◆ PROBLEM TO SOLVE
In the data, find the word "sources" and copy out every line that has it.

+ + + + +

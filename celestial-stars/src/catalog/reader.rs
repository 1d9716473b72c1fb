//! Memory-mapped catalog reader.
//!
//! A catalog file has three contiguous sections:
//!
//! 1. **Header** (32 bytes), see [`super::header`]
//! 2. **Zone index** (`zones × 4` bytes) - record count per zone
//! 3. **Star data** - fixed-width packed records grouped by zone
//!
//! Open a catalog with [`CatalogReader::open`], then fetch raw zone bytes
//! with [`CatalogReader::zone_bytes`]. Decoding is left to the owning
//! component, which knows the mesh the zones belong to.

use super::header::{CatalogHeader, HEADER_SIZE};
use super::index::ZoneIndex;
use crate::error::{CatalogError, Result};
use memmap2::Mmap;
use std::fmt;
use std::fs::File;
use std::path::{Path, PathBuf};
use std::sync::atomic::{AtomicU64, Ordering};

/// Read-only handle to one catalog file.
///
/// The file stays mapped for the lifetime of this value. Every call to
/// [`zone_bytes`](Self::zone_bytes) bumps a read counter so callers can
/// verify which zones a query actually touched.
pub struct CatalogReader {
    path: PathBuf,
    mmap: Mmap,
    header: CatalogHeader,
    index: ZoneIndex,
    reads: AtomicU64,
}

impl CatalogReader {
    /// Open and memory-map a catalog file.
    ///
    /// Validates the header (magic, variant, depth, magnitude table) and the
    /// zone index against the file length. No star data is touched.
    ///
    /// # Errors
    /// `Open` if the file cannot be opened or mapped, `Truncated` if it is
    /// shorter than its header and index declare, and the header errors of
    /// [`CatalogHeader::parse`].
    pub fn open(path: impl AsRef<Path>) -> Result<Self> {
        let path = path.as_ref();
        let file = File::open(path).map_err(|e| CatalogError::open(path, e))?;
        let len = file
            .metadata()
            .map_err(|e| CatalogError::open(path, e))?
            .len();
        if len < HEADER_SIZE as u64 {
            return Err(CatalogError::Truncated {
                expected: HEADER_SIZE as u64,
                actual: len,
            });
        }

        let mmap = unsafe { Mmap::map(&file) }.map_err(|e| CatalogError::open(path, e))?;
        let header = CatalogHeader::parse(&mmap)?;
        let index = ZoneIndex::parse(&header, &mmap)?;

        log::debug!(
            "Mapped catalog {:?}: {} bytes, {}, {} stars",
            path,
            mmap.len(),
            header.variant,
            index.total_stars()
        );

        Ok(Self {
            path: path.to_path_buf(),
            mmap,
            header,
            index,
            reads: AtomicU64::new(0),
        })
    }

    pub fn path(&self) -> &Path {
        &self.path
    }

    pub fn header(&self) -> &CatalogHeader {
        &self.header
    }

    pub fn index(&self) -> &ZoneIndex {
        &self.index
    }

    /// Raw record bytes of `zone`, a whole number of records long.
    pub fn zone_bytes(&self, zone: usize) -> Result<&[u8]> {
        let range = self.index.byte_range(zone)?;
        self.reads.fetch_add(1, Ordering::Relaxed);
        Ok(&self.mmap[range])
    }

    /// Number of [`zone_bytes`](Self::zone_bytes) calls so far.
    pub fn zone_reads(&self) -> u64 {
        self.reads.load(Ordering::Relaxed)
    }

    /// Returns the total size of the memory-mapped file in bytes.
    pub fn file_size(&self) -> usize {
        self.mmap.len()
    }
}

impl fmt::Debug for CatalogReader {
    fn fmt(&self, f: &mut fmt::Formatter<'_>) -> fmt::Result {
        f.debug_struct("CatalogReader")
            .field("path", &self.path)
            .field("variant", &self.header.variant)
            .field("depth", &self.header.depth)
            .field("stars", &self.index.total_stars())
            .finish()
    }
}

#[cfg(test)]
mod tests {
    use super::*;
    use crate::catalog::header::{Endianness, MagnitudeTable, RecordVariant};
    use std::io::Write;
    use tempfile::NamedTempFile;

    fn write_catalog(header: &CatalogHeader, counts: &[u32], fill: u8) -> NamedTempFile {
        let mut buf = header.to_bytes().to_vec();
        for &count in counts {
            let mut entry = [0u8; 4];
            header.endianness.write_u32(&mut entry, count);
            buf.extend_from_slice(&entry);
        }
        let total: u32 = counts.iter().sum();
        buf.resize(buf.len() + total as usize * header.variant.record_size(), fill);

        let mut file = NamedTempFile::new().unwrap();
        file.write_all(&buf).unwrap();
        file.flush().unwrap();
        file
    }

    fn header(endianness: Endianness) -> CatalogHeader {
        CatalogHeader {
            endianness,
            ..CatalogHeader::new(RecordVariant::Star8, 1, MagnitudeTable::new(0, 3100, 31))
        }
    }

    #[test]
    fn test_open_valid_catalog() {
        let mut counts = vec![0u32; 80];
        counts[5] = 3;
        counts[79] = 2;
        let file = write_catalog(&header(Endianness::Big), &counts, 0x11);

        let reader = CatalogReader::open(file.path()).unwrap();
        assert_eq!(reader.header().variant, RecordVariant::Star8);
        assert_eq!(reader.header().endianness, Endianness::Big);
        assert_eq!(reader.index().total_stars(), 5);
        assert_eq!(reader.file_size(), HEADER_SIZE + 80 * 4 + 40);
        assert_eq!(reader.zone_reads(), 0);

        assert_eq!(reader.zone_bytes(5).unwrap().len(), 24);
        assert!(reader.zone_bytes(6).unwrap().is_empty());
        assert_eq!(reader.zone_bytes(79).unwrap(), &[0x11; 16]);
        assert_eq!(reader.zone_reads(), 3);
    }

    #[test]
    fn test_open_missing_file() {
        let err = CatalogReader::open("/nonexistent/stars_9.cat").unwrap_err();
        assert!(err.is_recoverable());
        let msg = err.to_string();
        assert!(msg.contains("stars_9.cat"), "unexpected error: {}", msg);
    }

    #[test]
    fn test_open_truncated_file() {
        let mut file = NamedTempFile::new().unwrap();
        file.write_all(&[0u8; 20]).unwrap();
        file.flush().unwrap();

        let msg = CatalogReader::open(file.path()).unwrap_err().to_string();
        assert!(msg.contains("truncated"), "unexpected error: {}", msg);
    }

    #[test]
    fn test_open_bad_magic() {
        let mut file = NamedTempFile::new().unwrap();
        file.write_all(&[0x42u8; 64]).unwrap();
        file.flush().unwrap();

        assert!(matches!(
            CatalogReader::open(file.path()),
            Err(CatalogError::CorruptHeader { magic: 0x4242_4242 })
        ));
    }

    #[test]
    fn test_header_only_file_has_zero_index() {
        let mut file = NamedTempFile::new().unwrap();
        file.write_all(&header(Endianness::Little).to_bytes()).unwrap();
        file.flush().unwrap();

        assert!(matches!(
            CatalogReader::open(file.path()),
            Err(CatalogError::ZeroIndexSize)
        ));
    }

    #[test]
    fn test_zone_out_of_range_not_counted() {
        let file = write_catalog(&header(Endianness::Little), &[0u32; 80], 0);
        let reader = CatalogReader::open(file.path()).unwrap();
        assert!(reader.zone_bytes(80).is_err());
        assert_eq!(reader.zone_reads(), 0);
    }
}
//! Recording provider and a pool/config harness for the command tests.

use std::{
    path::PathBuf,
    sync::{Arc, Mutex},
};

use {
    async_trait::async_trait,
    herald_channels::{AccountSession, SessionError, SessionPool, SessionProvider},
    herald_config::HeraldConfig,
    secrecy::{ExposeSecret, Secret},
};

/// `(account, channel, text)` per delivered message.
pub type Sent = Arc<Mutex<Vec<(String, String, String)>>>;

struct RecordingProvider {
    sent: Sent,
}

struct RecordingSession {
    name: String,
    sent: Sent,
}

#[async_trait]
impl SessionProvider for RecordingProvider {
    fn id(&self) -> &str {
        "recording"
    }

    async fn authenticate(
        &self,
        token: &Secret<String>,
    ) -> Result<Box<dyn AccountSession>, SessionError> {
        Ok(Box::new(RecordingSession {
            name: token.expose_secret().clone(),
            sent: Arc::clone(&self.sent),
        }))
    }
}

#[async_trait]
impl AccountSession for RecordingSession {
    async fn open(&mut self) -> Result<(), SessionError> {
        Ok(())
    }

    async fn whoami(&self) -> Result<String, SessionError> {
        Ok(self.name.clone())
    }

    async fn send_text(&self, channel_id: &str, text: &str) -> Result<(), SessionError> {
        self.sent.lock().unwrap().push((
            self.name.clone(),
            channel_id.to_string(),
            text.to_string(),
        ));
        Ok(())
    }

    async fn close(&mut self) -> Result<(), SessionError> {
        Ok(())
    }
}

pub struct Harness {
    pub pool: SessionPool,
    pub config: HeraldConfig,
    pub sent: Sent,
    _dir: tempfile::TempDir,
}

impl Harness {
    pub fn texts(&self) -> Vec<String> {
        self.sent
            .lock()
            .unwrap()
            .iter()
            .map(|(_, _, t)| t.clone())
            .collect()
    }
}

/// Pool of `alice` and `bob`, with `messages` as the message file.
pub async fn harness(messages: &str) -> Harness {
    let dir = tempfile::tempdir().unwrap();
    let messages_file: PathBuf = dir.path().join("msg.txt");
    std::fs::write(&messages_file, messages).unwrap();

    let mut config = HeraldConfig::default();
    config.sources.messages_file = messages_file;

    let sent: Sent = Arc::default();
    let provider = RecordingProvider {
        sent: Arc::clone(&sent),
    };
    let tokens: Vec<Secret<String>> = ["alice", "bob"]
        .iter()
        .map(|t| Secret::new(t.to_string()))
        .collect();
    let pool = SessionPool::build(&provider, &tokens).await.unwrap();

    Harness {
        pool,
        config,
        sent,
        _dir: dir,
    }
}
//! Session pool: the accounts that authenticated successfully, in credential
//! order.

use {
    secrecy::Secret,
    tracing::{debug, info, warn},
};

use crate::provider::{AccountSession, SessionError, SessionProvider};

/// Pool construction failure.
#[derive(Debug, thiserror::Error)]
pub enum PoolError {
    #[error("no usable accounts ({attempted} credentials tried)")]
    NoUsableAccounts { attempted: usize },
}

/// An open account session together with its display name.
pub struct PooledSession {
    handle: Box<dyn AccountSession>,
    display_name: String,
    released: bool,
}

impl PooledSession {
    pub fn display_name(&self) -> &str {
        &self.display_name
    }

    pub async fn send_text(&self, channel_id: &str, text: &str) -> Result<(), SessionError> {
        self.handle.send_text(channel_id, text).await
    }

    /// Close the connection once; later calls do nothing.
    async fn release(&mut self) {
        if self.released {
            return;
        }
        self.released = true;
        match self.handle.close().await {
            Ok(()) => debug!(account = %self.display_name, "session closed"),
            Err(e) => warn!(account = %self.display_name, error = %e, "failed to close session"),
        }
    }
}

impl std::fmt::Debug for PooledSession {
    fn fmt(&self, f: &mut std::fmt::Formatter<'_>) -> std::fmt::Result {
        f.debug_struct("PooledSession")
            .field("display_name", &self.display_name)
            .field("released", &self.released)
            .finish()
    }
}

/// Ordered, non-empty set of open sessions.
#[derive(Debug)]
pub struct SessionPool {
    sessions: Vec<PooledSession>,
}

impl SessionPool {
    /// Authenticate every credential in order and keep the ones that work.
    ///
    /// Accounts failing authentication, connection, or the identity query are
    /// logged and skipped; a session that opened but could not identify itself
    /// is closed before moving on.
    pub async fn build(
        provider: &dyn SessionProvider,
        credentials: &[Secret<String>],
    ) -> Result<Self, PoolError> {
        let mut sessions = Vec::with_capacity(credentials.len());

        for (index, token) in credentials.iter().enumerate() {
            match connect(provider, token).await {
                Ok(session) => {
                    info!(
                        provider = provider.id(),
                        index,
                        account = %session.display_name,
                        "logged in"
                    );
                    sessions.push(session);
                },
                Err(e) => {
                    warn!(
                        provider = provider.id(),
                        index,
                        stage = e.stage(),
                        error = %e,
                        "skipping account"
                    );
                },
            }
        }

        if sessions.is_empty() {
            return Err(PoolError::NoUsableAccounts {
                attempted: credentials.len(),
            });
        }

        info!(
            accounts = sessions.len(),
            skipped = credentials.len() - sessions.len(),
            "session pool ready"
        );
        Ok(Self { sessions })
    }

    pub fn len(&self) -> usize {
        self.sessions.len()
    }

    /// Always false for a built pool; present for API symmetry with `len`.
    pub fn is_empty(&self) -> bool {
        self.sessions.is_empty()
    }

    pub fn get(&self, index: usize) -> Option<&PooledSession> {
        self.sessions.get(index)
    }

    pub fn iter(&self) -> impl Iterator<Item = &PooledSession> {
        self.sessions.iter()
    }

    pub fn display_names(&self) -> Vec<&str> {
        self.sessions.iter().map(PooledSession::display_name).collect()
    }

    /// Close every session. Best-effort: a failing close is logged and the
    /// rest are still closed. Safe to call more than once.
    pub async fn release(&mut self) {
        for session in &mut self.sessions {
            session.release().await;
        }
    }
}

async fn connect(
    provider: &dyn SessionProvider,
    token: &Secret<String>,
) -> Result<PooledSession, SessionError> {
    let mut handle = provider.authenticate(token).await?;

    if let Err(e) = handle.open().await {
        // Partially opened handles still get a chance to clean up.
        if let Err(close_err) = handle.close().await {
            debug!(error = %close_err, "close after failed open");
        }
        return Err(e);
    }

    match handle.whoami().await {
        Ok(display_name) => Ok(PooledSession {
            handle,
            display_name,
            released: false,
        }),
        Err(e) => {
            if let Err(close_err) = handle.close().await {
                debug!(error = %close_err, "close after failed identity query");
            }
            Err(e)
        },
    }
}
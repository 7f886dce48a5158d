//! Line-oriented input files: account tokens and message text.

use std::path::Path;

use {
    anyhow::{Context, Result},
    secrecy::Secret,
    tracing::debug,
};

/// Read a file as trimmed, non-blank lines in file order.
pub fn read_lines(path: &Path) -> Result<Vec<String>> {
    let raw = std::fs::read_to_string(path)
        .with_context(|| format!("failed to read {}", path.display()))?;
    Ok(raw
        .lines()
        .map(str::trim)
        .filter(|line| !line.is_empty())
        .map(str::to_owned)
        .collect())
}

/// Load account tokens, one per line.
///
/// An unreadable file or one without any token is an error: there is nothing
/// to authenticate with.
pub fn load_credentials(path: &Path) -> Result<Vec<Secret<String>>> {
    let tokens = read_lines(path).context("failed to read tokens")?;
    if tokens.is_empty() {
        anyhow::bail!("no tokens found in {}", path.display());
    }
    debug!(path = %path.display(), count = tokens.len(), "loaded credentials");
    Ok(tokens.into_iter().map(Secret::new).collect())
}

/// Load the message list. An empty list is returned as-is; the dispatcher
/// decides what an empty run means.
pub fn load_messages(path: &Path) -> Result<Vec<String>> {
    let messages = read_lines(path).context("failed to read messages")?;
    debug!(path = %path.display(), count = messages.len(), "loaded messages");
    Ok(messages)
}
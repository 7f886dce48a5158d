mod dispatch_commands;
mod interactive;
mod signals;
#[cfg(test)]
mod testing;

use std::path::PathBuf;

use {
    clap::{Parser, Subcommand},
    herald_channels::SessionPool,
    herald_discord::DiscordProvider,
    tokio::io::BufReader,
    tracing::info,
    tracing_subscriber::{EnvFilter, fmt, layer::SubscriberExt, util::SubscriberInitExt},
};

use crate::{dispatch_commands::SendArgs, interactive::Prompter, signals::Interrupts};

#[derive(Parser)]
#[command(
    name = "herald",
    about = "Herald: round-robin message sender for multiple Discord accounts"
)]
struct Cli {
    #[command(subcommand)]
    command: Option<Commands>,

    /// Log level (trace, debug, info, warn, error).
    #[arg(long, global = true, default_value = "info")]
    log_level: String,

    /// Output logs as JSON instead of human-readable.
    #[arg(long, global = true, default_value_t = false)]
    json_logs: bool,

    /// Only look for herald.{toml,yaml,yml,json} in this directory.
    #[arg(long, global = true, env = "HERALD_CONFIG_DIR")]
    config_dir: Option<PathBuf>,

    /// Token file, overrides `sources.tokens_file`.
    #[arg(long, global = true)]
    tokens: Option<PathBuf>,

    /// Message file, overrides `sources.messages_file`.
    #[arg(long, global = true)]
    messages: Option<PathBuf>,
}

#[derive(Subcommand)]
enum Commands {
    /// Menu-driven session (the default).
    Interactive,
    /// Run the message loop once and exit.
    Send {
        /// Destination channel id; falls back to `dispatch.channel_id`.
        #[arg(long)]
        channel: Option<String>,
        /// Seconds to wait after each message; falls back to `dispatch.delay_secs`.
        #[arg(long)]
        delay: Option<u64>,
        /// Keep rotating through the accounts until interrupted.
        #[arg(long = "loop", conflicts_with = "no_loop")]
        loop_forever: bool,
        /// Stop after one pass per account even if `dispatch.loop_forever` is set.
        #[arg(long)]
        no_loop: bool,
    },
    /// Log in with every token and list the usable accounts.
    Accounts,
}

fn init_telemetry(cli: &Cli) {
    let filter =
        EnvFilter::try_from_default_env().unwrap_or_else(|_| EnvFilter::new(&cli.log_level));

    if cli.json_logs {
        tracing_subscriber::registry()
            .with(filter)
            .with(fmt::layer().json().with_target(true).with_thread_ids(false))
            .init();
    } else {
        tracing_subscriber::registry()
            .with(filter)
            .with(
                fmt::layer()
                    .with_target(false)
                    .with_thread_ids(false)
                    .with_ansi(true),
            )
            .init();
    }
}

#[tokio::main]
async fn main() -> anyhow::Result<()> {
    dotenvy::dotenv().ok();
    let cli = Cli::parse();
    init_telemetry(&cli);

    info!(version = env!("CARGO_PKG_VERSION"), "herald starting");

    if let Some(dir) = &cli.config_dir {
        herald_config::set_config_dir(dir.clone());
    }
    let mut config = herald_config::discover_and_load();
    if let Some(path) = cli.tokens {
        config.sources.tokens_file = path;
    }
    if let Some(path) = cli.messages {
        config.sources.messages_file = path;
    }

    let credentials = herald_config::load_credentials(&config.sources.tokens_file)?;
    let provider = DiscordProvider::new();
    let mut pool = SessionPool::build(&provider, &credentials).await?;
    let interrupts = Interrupts::listen();

    let result = match cli.command.unwrap_or(Commands::Interactive) {
        Commands::Interactive => {
            let mut prompter = Prompter::new(
                BufReader::new(tokio::io::stdin()),
                tokio::io::stdout(),
                interrupts,
            );
            interactive::run(&pool, &config, &mut prompter).await
        },
        Commands::Send {
            channel,
            delay,
            loop_forever,
            no_loop,
        } => {
            let args = SendArgs {
                channel,
                delay,
                loop_forever: match (loop_forever, no_loop) {
                    (true, _) => Some(true),
                    (_, true) => Some(false),
                    _ => None,
                },
            };
            dispatch_commands::handle_send(&pool, &config, args, &interrupts).await
        },
        Commands::Accounts => {
            dispatch_commands::handle_accounts(&pool);
            Ok(())
        },
    };

    pool.release().await;
    info!("all sessions closed");
    result
}
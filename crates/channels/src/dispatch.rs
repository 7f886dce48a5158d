//! Round-robin message loop.
//!
//! The dispatcher alternates between two states. While *passing* it sends
//! every message, in order, through one active session and sleeps the
//! configured delay after each attempt. While *rotating* it advances the
//! cursor to the next pooled session and decides whether to stop.
//!
//! Without `loop_forever` the run stops once the cursor wraps back to 0, i.e.
//! after exactly one pass per pooled account. With `loop_forever` the run
//! never stops on its own: only a cancelled token (checked at the pass
//! boundary) or process termination ends it.

use {
    tokio_util::sync::CancellationToken,
    tracing::{debug, info, warn},
};

use crate::{params::DispatchParams, pool::SessionPool};

/// Dispatch failure raised before any message is sent.
#[derive(Debug, thiserror::Error, PartialEq, Eq)]
pub enum DispatchError {
    #[error("no messages to send")]
    NoMessages,

    #[error("session pool is empty")]
    EmptyPool,
}

/// Callback for progress events out of the dispatcher.
pub type OnDispatchEvent = Box<dyn Fn(DispatchEvent) + Send + Sync>;

/// Progress events, emitted in order. Passes are numbered from 1.
#[derive(Debug, Clone, PartialEq, Eq)]
pub enum DispatchEvent {
    PassStarted {
        pass: usize,
        cursor: usize,
        account: String,
    },
    MessageSent {
        pass: usize,
        index: usize,
        account: String,
    },
    MessageFailed {
        pass: usize,
        index: usize,
        account: String,
        error: String,
    },
    PassCompleted {
        pass: usize,
        next_cursor: usize,
    },
}

#[derive(Debug, Clone, Copy, Default, PartialEq, Eq)]
pub enum DispatchOutcome {
    /// Every pooled account finished its pass.
    #[default]
    Completed,
    /// The cancellation token fired; the run stopped at a pass boundary.
    Cancelled,
}

/// Summary of a finished run.
#[derive(Debug, Clone, Default, PartialEq, Eq)]
pub struct DispatchReport {
    pub passes: usize,
    pub sent: usize,
    pub failed: usize,
    pub outcome: DispatchOutcome,
}

/// Send `messages` to `params.channel_id`, one full pass per active session.
///
/// Send failures are logged and counted, never retried, and never rotate the
/// session mid-pass. The delay follows every attempt, including the last
/// message of a pass.
pub async fn run(
    pool: &SessionPool,
    messages: &[String],
    params: &DispatchParams,
    cancel: &CancellationToken,
    on_event: Option<&OnDispatchEvent>,
) -> Result<DispatchReport, DispatchError> {
    if messages.is_empty() {
        return Err(DispatchError::NoMessages);
    }
    if pool.is_empty() {
        return Err(DispatchError::EmptyPool);
    }

    let emit = |event: DispatchEvent| {
        if let Some(cb) = on_event {
            cb(event);
        }
    };
    let delay_secs = params.delay.as_secs();

    info!(
        channel = %params.channel_id,
        accounts = pool.len(),
        messages = messages.len(),
        delay_secs,
        loop_forever = params.loop_forever,
        "dispatch started"
    );

    let mut report = DispatchReport::default();
    let mut cursor = 0;

    loop {
        let active = pool.get(cursor).ok_or(DispatchError::EmptyPool)?;
        report.passes += 1;
        let pass = report.passes;
        let account = active.display_name();

        debug!(pass, cursor, account, "pass started");
        emit(DispatchEvent::PassStarted {
            pass,
            cursor,
            account: account.to_string(),
        });

        for (index, text) in messages.iter().enumerate() {
            match active.send_text(&params.channel_id, text).await {
                Ok(()) => {
                    report.sent += 1;
                    info!(message = %text, account, delay_secs, "message sent");
                    emit(DispatchEvent::MessageSent {
                        pass,
                        index,
                        account: account.to_string(),
                    });
                },
                Err(e) => {
                    report.failed += 1;
                    warn!(account, error = %e, "failed to send message");
                    emit(DispatchEvent::MessageFailed {
                        pass,
                        index,
                        account: account.to_string(),
                        error: e.to_string(),
                    });
                },
            }
            tokio::time::sleep(params.delay).await;
        }

        cursor = (cursor + 1) % pool.len();
        emit(DispatchEvent::PassCompleted {
            pass,
            next_cursor: cursor,
        });

        if !params.loop_forever && cursor == 0 {
            report.outcome = DispatchOutcome::Completed;
            break;
        }
        if cancel.is_cancelled() {
            report.outcome = DispatchOutcome::Cancelled;
            break;
        }
    }

    info!(
        passes = report.passes,
        sent = report.sent,
        failed = report.failed,
        outcome = ?report.outcome,
        "dispatch finished"
    );
    Ok(report)
}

+ + + + +

◆ TASK RESPONSE
    config.sources.messages_file = messages_file;
    /// Token file, overrides `sources.tokens_file`.
    /// Message file, overrides `sources.messages_file`.
        config.sources.tokens_file = path;
        config.sources.messages_file = path;
    let credentials = herald_config::load_credentials(&config.sources.tokens_file)?;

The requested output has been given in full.